◆ TASK REQUIREMENTS
Please output the entries below exactly as they are.

[Stored data]
▼

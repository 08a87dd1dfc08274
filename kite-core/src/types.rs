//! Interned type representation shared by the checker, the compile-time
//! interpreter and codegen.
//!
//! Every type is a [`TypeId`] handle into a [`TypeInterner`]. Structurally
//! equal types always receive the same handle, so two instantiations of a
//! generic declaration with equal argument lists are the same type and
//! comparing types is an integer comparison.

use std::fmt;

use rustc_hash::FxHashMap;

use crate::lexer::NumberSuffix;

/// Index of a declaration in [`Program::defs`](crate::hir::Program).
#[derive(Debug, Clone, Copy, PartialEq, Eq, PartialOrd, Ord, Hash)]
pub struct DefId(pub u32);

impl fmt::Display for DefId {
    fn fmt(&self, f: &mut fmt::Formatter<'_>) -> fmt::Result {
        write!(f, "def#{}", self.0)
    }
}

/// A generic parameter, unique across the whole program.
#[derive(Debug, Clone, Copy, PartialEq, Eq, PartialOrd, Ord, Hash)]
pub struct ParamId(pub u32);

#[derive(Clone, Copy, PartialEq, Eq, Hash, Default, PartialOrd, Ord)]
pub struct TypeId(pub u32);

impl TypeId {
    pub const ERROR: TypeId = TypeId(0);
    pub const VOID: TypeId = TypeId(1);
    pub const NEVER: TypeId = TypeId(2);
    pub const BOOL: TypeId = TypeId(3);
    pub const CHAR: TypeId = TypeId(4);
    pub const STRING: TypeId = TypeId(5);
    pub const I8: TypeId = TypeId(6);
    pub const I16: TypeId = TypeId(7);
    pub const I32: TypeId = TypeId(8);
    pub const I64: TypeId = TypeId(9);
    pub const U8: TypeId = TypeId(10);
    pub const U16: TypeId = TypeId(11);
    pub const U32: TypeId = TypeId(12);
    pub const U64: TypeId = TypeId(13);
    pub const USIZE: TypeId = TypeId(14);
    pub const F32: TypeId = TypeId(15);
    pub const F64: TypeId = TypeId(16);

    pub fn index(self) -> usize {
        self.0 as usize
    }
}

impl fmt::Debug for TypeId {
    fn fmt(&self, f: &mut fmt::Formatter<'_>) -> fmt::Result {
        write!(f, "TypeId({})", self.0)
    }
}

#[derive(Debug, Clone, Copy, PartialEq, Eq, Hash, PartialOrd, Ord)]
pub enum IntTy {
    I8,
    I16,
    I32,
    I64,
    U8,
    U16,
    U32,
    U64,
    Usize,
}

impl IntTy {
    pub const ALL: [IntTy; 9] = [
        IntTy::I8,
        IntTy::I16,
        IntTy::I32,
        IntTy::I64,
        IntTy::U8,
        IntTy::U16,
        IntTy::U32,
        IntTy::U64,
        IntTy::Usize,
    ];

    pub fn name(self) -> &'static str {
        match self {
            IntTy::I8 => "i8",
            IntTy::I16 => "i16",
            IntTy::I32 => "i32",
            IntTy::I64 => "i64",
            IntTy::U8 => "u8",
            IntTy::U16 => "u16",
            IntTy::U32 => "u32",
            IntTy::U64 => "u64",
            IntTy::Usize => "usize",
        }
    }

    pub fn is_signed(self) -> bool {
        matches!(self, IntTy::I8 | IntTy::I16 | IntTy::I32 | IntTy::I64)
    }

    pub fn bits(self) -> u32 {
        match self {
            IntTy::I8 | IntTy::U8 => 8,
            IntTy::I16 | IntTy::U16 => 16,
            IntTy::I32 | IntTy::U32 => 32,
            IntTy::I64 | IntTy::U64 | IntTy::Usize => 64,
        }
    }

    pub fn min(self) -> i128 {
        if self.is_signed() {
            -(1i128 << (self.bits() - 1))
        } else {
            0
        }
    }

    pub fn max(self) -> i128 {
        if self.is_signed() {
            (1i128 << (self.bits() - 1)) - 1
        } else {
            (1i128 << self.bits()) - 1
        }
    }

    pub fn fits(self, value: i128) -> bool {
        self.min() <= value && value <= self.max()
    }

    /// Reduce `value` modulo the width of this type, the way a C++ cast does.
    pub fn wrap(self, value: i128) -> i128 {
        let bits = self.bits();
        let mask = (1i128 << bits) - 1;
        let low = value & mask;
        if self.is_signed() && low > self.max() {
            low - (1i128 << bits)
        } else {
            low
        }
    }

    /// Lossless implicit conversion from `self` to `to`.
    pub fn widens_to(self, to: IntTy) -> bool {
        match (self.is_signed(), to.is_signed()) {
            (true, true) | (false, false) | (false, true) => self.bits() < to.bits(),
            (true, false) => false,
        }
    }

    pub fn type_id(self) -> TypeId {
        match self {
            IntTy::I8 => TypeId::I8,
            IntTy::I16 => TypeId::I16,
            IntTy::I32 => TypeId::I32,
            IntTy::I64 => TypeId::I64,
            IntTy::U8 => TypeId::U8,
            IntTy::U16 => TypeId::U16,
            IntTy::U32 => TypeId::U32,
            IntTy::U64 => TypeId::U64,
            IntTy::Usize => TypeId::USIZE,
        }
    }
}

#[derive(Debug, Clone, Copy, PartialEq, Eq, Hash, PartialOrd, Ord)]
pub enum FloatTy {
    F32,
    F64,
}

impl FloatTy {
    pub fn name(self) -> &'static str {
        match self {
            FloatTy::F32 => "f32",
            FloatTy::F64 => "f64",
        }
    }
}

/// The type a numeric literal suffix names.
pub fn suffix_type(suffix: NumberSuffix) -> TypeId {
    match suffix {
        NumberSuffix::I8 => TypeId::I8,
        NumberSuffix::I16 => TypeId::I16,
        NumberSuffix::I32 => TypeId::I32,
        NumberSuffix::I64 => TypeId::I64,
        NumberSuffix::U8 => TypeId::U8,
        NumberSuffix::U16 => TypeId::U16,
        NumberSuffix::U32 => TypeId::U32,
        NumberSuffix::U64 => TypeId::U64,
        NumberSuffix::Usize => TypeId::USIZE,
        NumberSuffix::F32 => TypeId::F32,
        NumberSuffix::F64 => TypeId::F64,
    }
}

▲

◆ EXERCISE ANSWER
repository 08a87dd1dfc08274
filename kite-core/src/types.rs
//! Interned type representation shared by the checker, the compile-time
//! interpreter and codegen.
//!
//! Every type is a [`TypeId`] handle into a [`TypeInterner`]. Structurally
//! equal types always receive the same handle, so two instantiations of a
//! generic declaration with equal argument lists are the same type and
//! comparing types is an integer comparison.

use std::fmt;

use rustc_hash::FxHashMap;

use crate::lexer::NumberSuffix;

/// Index of a declaration in [`Program::defs`](crate::hir::Program).
#[derive(Debug, Clone, Copy, PartialEq, Eq, PartialOrd, Ord, Hash)]
pub struct DefId(pub u32);

impl fmt::Display for DefId {
    fn fmt(&self, f: &mut fmt::Formatter<'_>) -> fmt::Result {
        write!(f, "def#{}", self.0)
    }
}

/// A generic parameter, unique across the whole program.
#[derive(Debug, Clone, Copy, PartialEq, Eq, PartialOrd, Ord, Hash)]
pub struct ParamId(pub u32);

#[derive(Clone, Copy, PartialEq, Eq, Hash, Default, PartialOrd, Ord)]
pub struct TypeId(pub u32);

impl TypeId {
    pub const ERROR: TypeId = TypeId(0);
    pub const VOID: TypeId = TypeId(1);
    pub const NEVER: TypeId = TypeId(2);
    pub const BOOL: TypeId = TypeId(3);
    pub const CHAR: TypeId = TypeId(4);
    pub const STRING: TypeId = TypeId(5);
    pub const I8: TypeId = TypeId(6);
    pub const I16: TypeId = TypeId(7);
    pub const I32: TypeId = TypeId(8);
    pub const I64: TypeId = TypeId(9);
    pub const U8: TypeId = TypeId(10);
    pub const U16: TypeId = TypeId(11);
    pub const U32: TypeId = TypeId(12);
    pub const U64: TypeId = TypeId(13);
    pub const USIZE: TypeId = TypeId(14);
    pub const F32: TypeId = TypeId(15);
    pub const F64: TypeId = TypeId(16);

    pub fn index(self) -> usize {
        self.0 as usize
    }
}

impl fmt::Debug for TypeId {
    fn fmt(&self, f: &mut fmt::Formatter<'_>) -> fmt::Result {
        write!(f, "TypeId({})", self.0)
    }
}

#[derive(Debug, Clone, Copy, PartialEq, Eq, Hash, PartialOrd, Ord)]
pub enum IntTy {
    I8,
    I16,
    I32,
    I64,
    U8,
    U16,
    U32,
    U64,
    Usize,
}

impl IntTy {
    pub const ALL: [IntTy; 9] = [
        IntTy::I8,
        IntTy::I16,
        IntTy::I32,
        IntTy::I64,
        IntTy::U8,
        IntTy::U16,
        IntTy::U32,
        IntTy::U64,
        IntTy::Usize,
    ];

    pub fn name(self) -> &'static str {
        match self {
            IntTy::I8 => "i8",
            IntTy::I16 => "i16",
            IntTy::I32 => "i32",
            IntTy::I64 => "i64",
            IntTy::U8 => "u8",
            IntTy::U16 => "u16",
            IntTy::U32 => "u32",
            IntTy::U64 => "u64",
            IntTy::Usize => "usize",
        }
    }

    pub fn is_signed(self) -> bool {
        matches!(self, IntTy::I8 | IntTy::I16 | IntTy::I32 | IntTy::I64)
    }

    pub fn bits(self) -> u32 {
        match self {
            IntTy::I8 | IntTy::U8 => 8,
            IntTy::I16 | IntTy::U16 => 16,
            IntTy::I32 | IntTy::U32 => 32,
            IntTy::I64 | IntTy::U64 | IntTy::Usize => 64,
        }
    }

    pub fn min(self) -> i128 {
        if self.is_signed() {
            -(1i128 << (self.bits() - 1))
        } else {
            0
        }
    }

    pub fn max(self) -> i128 {
        if self.is_signed() {
            (1i128 << (self.bits() - 1)) - 1
        } else {
            (1i128 << self.bits()) - 1
        }
    }

    pub fn fits(self, value: i128) -> bool {
        self.min() <= value && value <= self.max()
    }

    /// Reduce `value` modulo the width of this type, the way a C++ cast does.
    pub fn wrap(self, value: i128) -> i128 {
        let bits = self.bits();
        let mask = (1i128 << bits) - 1;
        let low = value & mask;
        if self.is_signed() && low > self.max() {
            low - (1i128 << bits)
        } else {
            low
        }
    }

    /// Lossless implicit conversion from `self` to `to`.
    pub fn widens_to(self, to: IntTy) -> bool {
        match (self.is_signed(), to.is_signed()) {
            (true, true) | (false, false) | (false, true) => self.bits() < to.bits(),
            (true, false) => false,
        }
    }

    pub fn type_id(self) -> TypeId {
        match self {
            IntTy::I8 => TypeId::I8,
            IntTy::I16 => TypeId::I16,
            IntTy::I32 => TypeId::I32,
            IntTy::I64 => TypeId::I64,
            IntTy::U8 => TypeId::U8,
            IntTy::U16 => TypeId::U16,
            IntTy::U32 => TypeId::U32,
            IntTy::U64 => TypeId::U64,
            IntTy::Usize => TypeId::USIZE,
        }
    }
}

#[derive(Debug, Clone, Copy, PartialEq, Eq, Hash, PartialOrd, Ord)]
pub enum FloatTy {
    F32,
    F64,
}

impl FloatTy {
    pub fn name(self) -> &'static str {
        match self {
            FloatTy::F32 => "f32",
            FloatTy::F64 => "f64",
        }
    }
}

/// The type a numeric literal suffix names.
pub fn suffix_type(suffix: NumberSuffix) -> TypeId {
    match suffix {
        NumberSuffix::I8 => TypeId::I8,
        NumberSuffix::I16 => TypeId::I16,
        NumberSuffix::I32 => TypeId::I32,
        NumberSuffix::I64 => TypeId::I64,
        NumberSuffix::U8 => TypeId::U8,
        NumberSuffix::U16 => TypeId::U16,
        NumberSuffix::U32 => TypeId::U32,
        NumberSuffix::U64 => TypeId::U64,
        NumberSuffix::Usize => TypeId::USIZE,
        NumberSuffix::F32 => TypeId::F32,
        NumberSuffix::F64 => TypeId::F64,
    }
}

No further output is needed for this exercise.